Les tourbières de Saint-Bruno

Raviver des écosystèmes essentiels

Les tourbières et ses déclinaisons marécageuses ont parfois mauvaise presse… Lieux humides difficilement exploitables, parce que pas suffisamment drainés ou pas assez gorgés d’eaux vives, ces milieux naturels font souvent obstacle à nos modes de vie (agriculture, étalement urbain, activités de plein air, etc.).
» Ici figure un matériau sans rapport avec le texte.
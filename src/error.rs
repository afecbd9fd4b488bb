use std::fmt::{Debug, Display};
use std::io::Error as IoError;

use ::config::ConfigError;
use actix_web::error::{JsonPayloadError, PathError};
use actix_web::http::StatusCode;
use actix_web::{HttpResponse, ResponseError};
use derivative::Derivative;
use mongodb::bson::ser::Error as BsonError;
use mongodb::error::Error as DatabaseError;
use serde::{Serialize, Serializer};

use crate::campaign::CampaignId;
use crate::gateway::GatewayError;
use crate::violations::Violation;

#[derive(Debug, Serialize, Derivative)]
#[derivative(PartialEq, Eq)]
#[serde(untagged)]
pub enum Error {
    // 400
    #[serde(serialize_with = "display")]
    InvalidJson(#[derivative(PartialEq = "ignore")] JsonPayloadError),
    #[serde(serialize_with = "display")]
    InvalidPath(#[derivative(PartialEq = "ignore")] PathError),
    InvalidCampaign {
        violations: Vec<Violation>,
    },
    CampaignAlreadyPublished {
        campaign_id: CampaignId,
    },

    // 404
    PathDoesNotExist,
    CampaignDoesNotExist {
        campaign_id: CampaignId,
    },

    // 409
    ConcurrentModificationDetected,
    PublishAlreadyInProgress {
        campaign_id: CampaignId,
    },

    // 500
    ExistentialState(String),
    #[serde(serialize_with = "display")]
    RemoteGatewayFailed(#[derivative(PartialEq = "ignore")] GatewayError),
    #[serde(serialize_with = "display")]
    FailedDatabaseCall(#[derivative(PartialEq = "ignore")] DatabaseError),
    #[serde(serialize_with = "display")]
    FailedToSerializeToBson(#[derivative(PartialEq = "ignore")] BsonError),
    #[serde(serialize_with = "display")]
    InvalidConfiguration(#[derivative(PartialEq = "ignore")] ConfigError),
    #[serde(serialize_with = "display")]
    IoError(#[derivative(PartialEq = "ignore")] IoError),
}

impl Error {
    pub fn error_code(&self) -> &'static str {
        match self {
            Error::InvalidJson(_) => "E4001000",
            Error::InvalidPath(_) => "E4001001",
            Error::InvalidCampaign { .. } => "E4001002",
            Error::CampaignAlreadyPublished { .. } => "E4001003",
            Error::PathDoesNotExist => "E4041000",
            Error::CampaignDoesNotExist { .. } => "E4041001",
            Error::ConcurrentModificationDetected => "E4091000",
            Error::PublishAlreadyInProgress { .. } => "E4091001",
            Error::ExistentialState(_) => "E5001000",
            Error::RemoteGatewayFailed(_) => "E5001001",
            Error::FailedDatabaseCall(_) => "E5001002",
            Error::FailedToSerializeToBson(_) => "E5001003",
            Error::InvalidConfiguration(_) => "E5001004",
            Error::IoError(_) => "E5001005",
        }
    }

    pub fn error_message(&self) -> &'static str {
        match self {
            Error::InvalidJson(_) => "The given json could not be parsed",
            Error::InvalidPath(_) => "The given path could not be parsed",
            Error::InvalidCampaign { .. } => "The given campaign has missing or invalid fields",
            Error::CampaignAlreadyPublished { .. } => {
                "The requested campaign has already been published"
            }
            Error::PathDoesNotExist => "The requested path does not exist",
            Error::CampaignDoesNotExist { .. } => "The requested campaign does not exist",
            Error::ConcurrentModificationDetected => {
                "The server detected a concurrent modification"
            }
            Error::PublishAlreadyInProgress { .. } => {
                "The requested campaign is already being published"
            }
            Error::ExistentialState(_) => "The server detected an invalid state",
            Error::RemoteGatewayFailed(_) => "The ads platform could not complete the request",
            Error::FailedDatabaseCall(_) => {
                "An error occurred when communicating with the database"
            }
            Error::FailedToSerializeToBson(_) => {
                "An error occurred when serializing an object to bson"
            }
            Error::InvalidConfiguration(_) => "The server is misconfigured",
            Error::IoError(_) => "An error occurred during an I/O operation",
        }
    }
}

impl ResponseError for Error {
    fn status_code(&self) -> StatusCode {
        match self {
            Error::InvalidJson(_) => StatusCode::BAD_REQUEST,
            Error::InvalidPath(_) => StatusCode::BAD_REQUEST,
            Error::InvalidCampaign { .. } => StatusCode::BAD_REQUEST,
            Error::CampaignAlreadyPublished { .. } => StatusCode::BAD_REQUEST,
            Error::PathDoesNotExist => StatusCode::NOT_FOUND,
            Error::CampaignDoesNotExist { .. } => StatusCode::NOT_FOUND,
            Error::ConcurrentModificationDetected => StatusCode::CONFLICT,
            Error::PublishAlreadyInProgress { .. } => StatusCode::CONFLICT,
            Error::ExistentialState(_) => StatusCode::INTERNAL_SERVER_ERROR,
            Error::RemoteGatewayFailed(_) => StatusCode::INTERNAL_SERVER_ERROR,
            Error::FailedDatabaseCall(_) => StatusCode::INTERNAL_SERVER_ERROR,
            Error::FailedToSerializeToBson(_) => StatusCode::INTERNAL_SERVER_ERROR,
            Error::InvalidConfiguration(_) => StatusCode::INTERNAL_SERVER_ERROR,
            Error::IoError(_) => StatusCode::INTERNAL_SERVER_ERROR,
        }
    }

    fn error_response(&self) -> HttpResponse {
        #[derive(Serialize)]
        struct Dummy<'a> {
            error_code: &'static str,
            error_message: &'static str,
            #[serde(skip_serializing_if = "Option::is_none")]
            error_meta: Option<&'a Error>,
        }

        let status = self.status_code();

        // server-side details stay in the logs
        let error_meta = if status.is_server_error() {
            match self {
                // already logged with its publish step
                Error::RemoteGatewayFailed(_) => {
                    tracing::debug!(error_code = self.error_code(), "request failed")
                }
                _ => tracing::error!(error_code = self.error_code(), error = %self, "request failed"),
            }
            None
        } else {
            Some(self)
        };

        HttpResponse::build(status).json(&Dummy {
            error_code: self.error_code(),
            error_message: self.error_message(),
            error_meta,
        })
    }
}

impl Display for Error {
    fn fmt(&self, f: &mut std::fmt::Formatter<'_>) -> Result<(), std::fmt::Error> {
        Debug::fmt(self, f)
    }
}

impl From<DatabaseError> for Error {
    fn from(error: DatabaseError) -> Error {
        Error::FailedDatabaseCall(error)
    }
}

impl From<BsonError> for Error {
    fn from(error: BsonError) -> Error {
        Error::FailedToSerializeToBson(error)
    }
}

impl From<GatewayError> for Error {
    fn from(error: GatewayError) -> Error {
        Error::RemoteGatewayFailed(error)
    }
}

impl From<ConfigError> for Error {
    fn from(error: ConfigError) -> Error {
        Error::InvalidConfiguration(error)
    }
}

impl From<IoError> for Error {
    fn from(error: IoError) -> Error {
        Error::IoError(error)
    }
}

impl std::error::Error for Error {
    fn source(&self) -> Option<&(dyn std::error::Error + 'static)> {
        match self {
            Error::InvalidJson(err) => Some(err),
            Error::InvalidPath(err) => Some(err),
            Error::RemoteGatewayFailed(err) => Some(err),
            Error::FailedDatabaseCall(err) => Some(err),
            Error::FailedToSerializeToBson(err) => Some(err),
            Error::InvalidConfiguration(err) => Some(err),
            Error::IoError(err) => Some(err),
            _ => None,
        }
    }
}

fn display<T, S>(value: &T, serializer: S) -> Result<S::Ok, S::Error>
where
    T: Display,
    S: Serializer,
{
    serializer.collect_str(value)
}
Ajoutez à cela des lieux communs culturels ou langagiers (par exemple, « I am swamped » où « le marécage » témoigne de notre trop-plein de travail), il n’en faut pas plus pour réduire la merveilleuse complexité de ces écosystèmes à des zones naturelles sans attrait ou qui doivent être « domptés ». En cette Journée mondiale de l’eau, instituée par l’Organisation des Nations Unies (ONU), la Fondation du Mont-Saint-Bruno prend un moment de pause pour observer de plus près tous les services que ces milieux humides nous rendent et les particularités des tourbières du mont, soit la tourbière de Saint-Bruno et la tourbière du lac des Atocas.

Tourbière de Saint-Bruno
La tourbière de Saint-Bruno (© Bryan S. Osborne)

Une tourbière, qu’est-ce que c’est ?

Éricacées en fleur
Airelle (ou bleuet) en corymbe en fleur dans la tourbière de Saint-Bruno(© Tanya Handa)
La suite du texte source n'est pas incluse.